### Task to carry out
Wherever "deterministic" appears in a line of the listing, that line should be returned.

### Material to process
^^^^^^^^

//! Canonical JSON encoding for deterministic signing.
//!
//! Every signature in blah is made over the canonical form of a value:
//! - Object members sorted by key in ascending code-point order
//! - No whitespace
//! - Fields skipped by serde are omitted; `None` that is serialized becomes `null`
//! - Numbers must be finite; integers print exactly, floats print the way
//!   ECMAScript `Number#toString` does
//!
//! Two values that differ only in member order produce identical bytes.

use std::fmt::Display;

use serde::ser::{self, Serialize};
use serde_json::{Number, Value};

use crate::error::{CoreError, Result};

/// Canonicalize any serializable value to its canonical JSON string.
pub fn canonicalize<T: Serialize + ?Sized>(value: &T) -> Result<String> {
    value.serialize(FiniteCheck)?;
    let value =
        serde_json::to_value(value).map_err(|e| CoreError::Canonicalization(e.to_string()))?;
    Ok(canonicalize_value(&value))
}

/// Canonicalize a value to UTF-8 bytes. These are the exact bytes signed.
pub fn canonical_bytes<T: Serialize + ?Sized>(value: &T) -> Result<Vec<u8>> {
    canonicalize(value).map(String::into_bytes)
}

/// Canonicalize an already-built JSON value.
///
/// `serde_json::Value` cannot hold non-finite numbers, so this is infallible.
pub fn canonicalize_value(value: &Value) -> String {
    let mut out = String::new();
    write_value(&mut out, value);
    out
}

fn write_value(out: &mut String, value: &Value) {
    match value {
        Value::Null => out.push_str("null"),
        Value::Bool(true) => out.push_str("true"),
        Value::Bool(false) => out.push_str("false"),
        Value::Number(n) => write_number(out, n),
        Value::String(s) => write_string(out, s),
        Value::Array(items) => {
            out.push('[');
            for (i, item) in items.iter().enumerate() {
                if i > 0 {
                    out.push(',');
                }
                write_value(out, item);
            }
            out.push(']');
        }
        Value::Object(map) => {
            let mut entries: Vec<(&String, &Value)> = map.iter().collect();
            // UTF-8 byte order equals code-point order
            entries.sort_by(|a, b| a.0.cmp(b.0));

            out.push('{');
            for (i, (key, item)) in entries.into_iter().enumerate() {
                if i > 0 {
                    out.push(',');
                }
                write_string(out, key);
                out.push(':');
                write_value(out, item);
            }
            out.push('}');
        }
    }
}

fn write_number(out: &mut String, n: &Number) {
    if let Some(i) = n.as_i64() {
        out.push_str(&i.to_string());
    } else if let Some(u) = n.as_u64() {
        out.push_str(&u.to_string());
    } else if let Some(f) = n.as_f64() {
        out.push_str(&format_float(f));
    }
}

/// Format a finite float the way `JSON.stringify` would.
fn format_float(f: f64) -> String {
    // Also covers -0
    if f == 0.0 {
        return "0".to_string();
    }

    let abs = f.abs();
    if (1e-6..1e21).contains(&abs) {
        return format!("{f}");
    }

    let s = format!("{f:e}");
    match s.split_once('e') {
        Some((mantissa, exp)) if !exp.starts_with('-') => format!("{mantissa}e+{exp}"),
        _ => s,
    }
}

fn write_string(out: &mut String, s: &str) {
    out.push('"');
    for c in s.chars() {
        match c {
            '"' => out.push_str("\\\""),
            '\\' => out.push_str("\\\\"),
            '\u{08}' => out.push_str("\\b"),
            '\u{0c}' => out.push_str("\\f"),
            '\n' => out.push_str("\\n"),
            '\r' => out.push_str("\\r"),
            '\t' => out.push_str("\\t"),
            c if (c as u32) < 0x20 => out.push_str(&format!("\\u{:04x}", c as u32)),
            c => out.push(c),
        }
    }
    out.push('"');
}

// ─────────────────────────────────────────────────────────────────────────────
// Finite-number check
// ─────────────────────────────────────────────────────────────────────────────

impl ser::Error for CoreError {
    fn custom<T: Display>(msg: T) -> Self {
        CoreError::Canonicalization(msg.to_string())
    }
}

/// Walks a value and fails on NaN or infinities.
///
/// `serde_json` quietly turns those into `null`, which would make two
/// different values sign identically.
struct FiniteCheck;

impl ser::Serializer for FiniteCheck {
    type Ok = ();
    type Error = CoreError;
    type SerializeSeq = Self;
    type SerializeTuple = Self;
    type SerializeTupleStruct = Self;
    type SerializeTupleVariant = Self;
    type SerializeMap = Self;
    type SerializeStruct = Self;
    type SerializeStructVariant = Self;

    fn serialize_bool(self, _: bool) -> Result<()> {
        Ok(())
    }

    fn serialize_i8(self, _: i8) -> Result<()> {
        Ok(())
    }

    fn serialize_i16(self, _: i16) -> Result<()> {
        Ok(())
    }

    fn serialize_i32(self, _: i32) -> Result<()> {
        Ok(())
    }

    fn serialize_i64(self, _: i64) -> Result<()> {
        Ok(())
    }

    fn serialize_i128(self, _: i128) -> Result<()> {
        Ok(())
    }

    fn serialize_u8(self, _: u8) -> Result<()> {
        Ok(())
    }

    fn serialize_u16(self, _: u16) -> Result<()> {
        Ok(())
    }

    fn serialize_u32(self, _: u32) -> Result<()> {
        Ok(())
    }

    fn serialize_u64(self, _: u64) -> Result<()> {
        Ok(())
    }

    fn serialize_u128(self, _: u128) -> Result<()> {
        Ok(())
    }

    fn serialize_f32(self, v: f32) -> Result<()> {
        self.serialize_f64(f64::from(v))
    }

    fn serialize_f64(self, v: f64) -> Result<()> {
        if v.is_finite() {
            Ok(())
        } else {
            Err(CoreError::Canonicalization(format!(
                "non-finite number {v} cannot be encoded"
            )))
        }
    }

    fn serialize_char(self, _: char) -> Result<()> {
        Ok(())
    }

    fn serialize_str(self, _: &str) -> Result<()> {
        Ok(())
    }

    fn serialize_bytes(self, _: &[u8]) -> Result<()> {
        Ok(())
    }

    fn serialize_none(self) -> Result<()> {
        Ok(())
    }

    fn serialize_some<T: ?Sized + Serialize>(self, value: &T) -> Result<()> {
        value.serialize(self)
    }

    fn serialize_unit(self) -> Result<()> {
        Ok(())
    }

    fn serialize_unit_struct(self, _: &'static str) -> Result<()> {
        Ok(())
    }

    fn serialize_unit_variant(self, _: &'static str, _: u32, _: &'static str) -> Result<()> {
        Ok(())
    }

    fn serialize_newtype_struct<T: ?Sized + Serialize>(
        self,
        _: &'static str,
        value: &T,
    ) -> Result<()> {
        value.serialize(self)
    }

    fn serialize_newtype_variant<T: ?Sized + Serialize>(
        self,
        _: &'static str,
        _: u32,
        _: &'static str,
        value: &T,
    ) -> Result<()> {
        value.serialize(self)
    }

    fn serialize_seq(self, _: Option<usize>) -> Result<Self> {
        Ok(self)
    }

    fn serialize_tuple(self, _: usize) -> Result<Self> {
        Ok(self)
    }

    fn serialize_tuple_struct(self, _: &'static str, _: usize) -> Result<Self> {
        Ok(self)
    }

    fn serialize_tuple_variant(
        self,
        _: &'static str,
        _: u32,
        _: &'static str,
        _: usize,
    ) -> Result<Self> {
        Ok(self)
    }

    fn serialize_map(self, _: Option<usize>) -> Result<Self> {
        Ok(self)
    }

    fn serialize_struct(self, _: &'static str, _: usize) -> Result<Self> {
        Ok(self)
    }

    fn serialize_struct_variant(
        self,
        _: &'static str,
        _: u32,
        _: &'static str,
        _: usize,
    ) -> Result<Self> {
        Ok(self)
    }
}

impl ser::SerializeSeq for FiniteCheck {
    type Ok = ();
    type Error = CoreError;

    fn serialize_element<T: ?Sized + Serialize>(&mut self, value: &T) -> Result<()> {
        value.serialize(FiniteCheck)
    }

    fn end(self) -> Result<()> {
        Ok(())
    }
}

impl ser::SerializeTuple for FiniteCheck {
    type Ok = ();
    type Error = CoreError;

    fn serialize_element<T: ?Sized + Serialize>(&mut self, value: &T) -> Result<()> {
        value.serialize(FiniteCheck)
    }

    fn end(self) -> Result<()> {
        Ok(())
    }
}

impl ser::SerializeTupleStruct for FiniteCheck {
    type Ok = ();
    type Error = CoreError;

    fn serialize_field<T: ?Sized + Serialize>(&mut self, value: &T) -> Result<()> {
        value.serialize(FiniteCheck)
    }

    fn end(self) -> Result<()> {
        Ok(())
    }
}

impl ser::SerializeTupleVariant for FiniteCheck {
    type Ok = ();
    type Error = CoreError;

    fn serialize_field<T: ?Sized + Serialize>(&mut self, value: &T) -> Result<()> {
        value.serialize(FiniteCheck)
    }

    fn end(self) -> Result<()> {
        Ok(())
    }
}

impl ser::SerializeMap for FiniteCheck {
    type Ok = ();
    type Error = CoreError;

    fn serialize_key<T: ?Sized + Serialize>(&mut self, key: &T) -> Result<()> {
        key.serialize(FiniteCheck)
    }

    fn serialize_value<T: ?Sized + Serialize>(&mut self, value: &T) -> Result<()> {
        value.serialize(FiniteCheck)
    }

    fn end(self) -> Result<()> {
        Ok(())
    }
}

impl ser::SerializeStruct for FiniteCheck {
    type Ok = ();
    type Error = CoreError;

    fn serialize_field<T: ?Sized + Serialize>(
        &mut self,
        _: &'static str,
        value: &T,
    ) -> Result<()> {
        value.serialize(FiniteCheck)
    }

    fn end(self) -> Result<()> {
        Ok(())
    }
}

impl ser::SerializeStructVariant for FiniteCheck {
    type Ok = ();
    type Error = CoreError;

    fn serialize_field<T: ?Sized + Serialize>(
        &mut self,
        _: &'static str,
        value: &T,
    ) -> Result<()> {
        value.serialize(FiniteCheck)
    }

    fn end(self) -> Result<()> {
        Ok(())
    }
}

^^^^^^^^

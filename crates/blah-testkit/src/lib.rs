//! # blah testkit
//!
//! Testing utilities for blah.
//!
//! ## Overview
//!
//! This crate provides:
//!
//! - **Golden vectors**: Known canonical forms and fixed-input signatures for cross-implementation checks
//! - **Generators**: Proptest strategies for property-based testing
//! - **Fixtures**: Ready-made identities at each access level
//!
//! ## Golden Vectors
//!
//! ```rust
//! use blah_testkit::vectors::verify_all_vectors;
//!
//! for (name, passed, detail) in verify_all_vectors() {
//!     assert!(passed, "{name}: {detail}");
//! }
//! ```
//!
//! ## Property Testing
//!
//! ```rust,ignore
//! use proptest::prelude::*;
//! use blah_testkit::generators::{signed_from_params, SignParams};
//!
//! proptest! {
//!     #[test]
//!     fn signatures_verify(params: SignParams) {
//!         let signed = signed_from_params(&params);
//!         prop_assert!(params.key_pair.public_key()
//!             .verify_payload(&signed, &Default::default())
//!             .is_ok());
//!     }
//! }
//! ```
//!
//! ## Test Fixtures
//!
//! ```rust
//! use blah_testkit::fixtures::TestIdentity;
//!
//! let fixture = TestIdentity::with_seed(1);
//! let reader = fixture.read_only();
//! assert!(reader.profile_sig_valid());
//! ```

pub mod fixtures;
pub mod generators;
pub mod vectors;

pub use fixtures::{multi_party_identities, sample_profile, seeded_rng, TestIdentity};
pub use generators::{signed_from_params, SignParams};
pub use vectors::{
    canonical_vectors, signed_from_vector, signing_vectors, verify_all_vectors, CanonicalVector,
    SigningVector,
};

^^^^^^^^

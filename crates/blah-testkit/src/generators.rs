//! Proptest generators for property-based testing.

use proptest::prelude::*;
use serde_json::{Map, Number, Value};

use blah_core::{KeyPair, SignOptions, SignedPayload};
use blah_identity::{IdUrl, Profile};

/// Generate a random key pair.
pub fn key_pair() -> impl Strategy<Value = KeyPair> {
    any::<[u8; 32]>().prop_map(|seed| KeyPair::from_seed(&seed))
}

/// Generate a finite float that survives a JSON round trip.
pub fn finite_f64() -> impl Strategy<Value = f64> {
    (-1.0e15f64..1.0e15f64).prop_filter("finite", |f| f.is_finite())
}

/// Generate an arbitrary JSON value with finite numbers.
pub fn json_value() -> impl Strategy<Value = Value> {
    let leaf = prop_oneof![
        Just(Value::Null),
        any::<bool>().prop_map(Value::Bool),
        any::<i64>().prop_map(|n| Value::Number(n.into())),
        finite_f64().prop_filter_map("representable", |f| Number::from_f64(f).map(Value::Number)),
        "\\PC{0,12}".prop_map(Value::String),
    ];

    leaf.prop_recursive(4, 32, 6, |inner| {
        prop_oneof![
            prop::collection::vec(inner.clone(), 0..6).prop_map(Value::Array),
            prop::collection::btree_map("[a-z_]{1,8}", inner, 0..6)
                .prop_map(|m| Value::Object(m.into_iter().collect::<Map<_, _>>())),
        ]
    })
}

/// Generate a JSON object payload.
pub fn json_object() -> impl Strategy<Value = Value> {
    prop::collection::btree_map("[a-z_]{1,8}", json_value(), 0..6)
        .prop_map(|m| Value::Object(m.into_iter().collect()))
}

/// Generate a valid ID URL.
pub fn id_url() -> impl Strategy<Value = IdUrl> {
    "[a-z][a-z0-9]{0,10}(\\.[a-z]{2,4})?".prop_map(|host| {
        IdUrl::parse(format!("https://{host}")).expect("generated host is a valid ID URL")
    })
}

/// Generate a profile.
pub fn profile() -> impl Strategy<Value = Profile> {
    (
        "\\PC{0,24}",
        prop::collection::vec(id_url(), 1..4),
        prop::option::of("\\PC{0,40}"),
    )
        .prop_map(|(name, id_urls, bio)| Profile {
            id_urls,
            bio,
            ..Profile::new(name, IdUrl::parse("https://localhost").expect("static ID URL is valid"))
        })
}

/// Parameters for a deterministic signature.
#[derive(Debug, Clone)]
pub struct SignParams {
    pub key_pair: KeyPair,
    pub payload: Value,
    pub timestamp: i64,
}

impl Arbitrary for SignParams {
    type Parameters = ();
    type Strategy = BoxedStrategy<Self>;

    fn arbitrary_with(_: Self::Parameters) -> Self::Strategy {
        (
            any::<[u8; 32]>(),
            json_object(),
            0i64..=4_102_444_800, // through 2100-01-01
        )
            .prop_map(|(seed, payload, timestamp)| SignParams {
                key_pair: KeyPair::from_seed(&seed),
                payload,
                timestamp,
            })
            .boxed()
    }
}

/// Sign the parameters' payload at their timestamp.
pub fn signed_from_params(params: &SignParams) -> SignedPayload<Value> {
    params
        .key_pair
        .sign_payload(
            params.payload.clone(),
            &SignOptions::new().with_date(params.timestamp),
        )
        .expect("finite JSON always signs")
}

^^^^^^^^

### Written solution
//! Canonical JSON encoding for deterministic signing.
/// Parameters for a deterministic signature.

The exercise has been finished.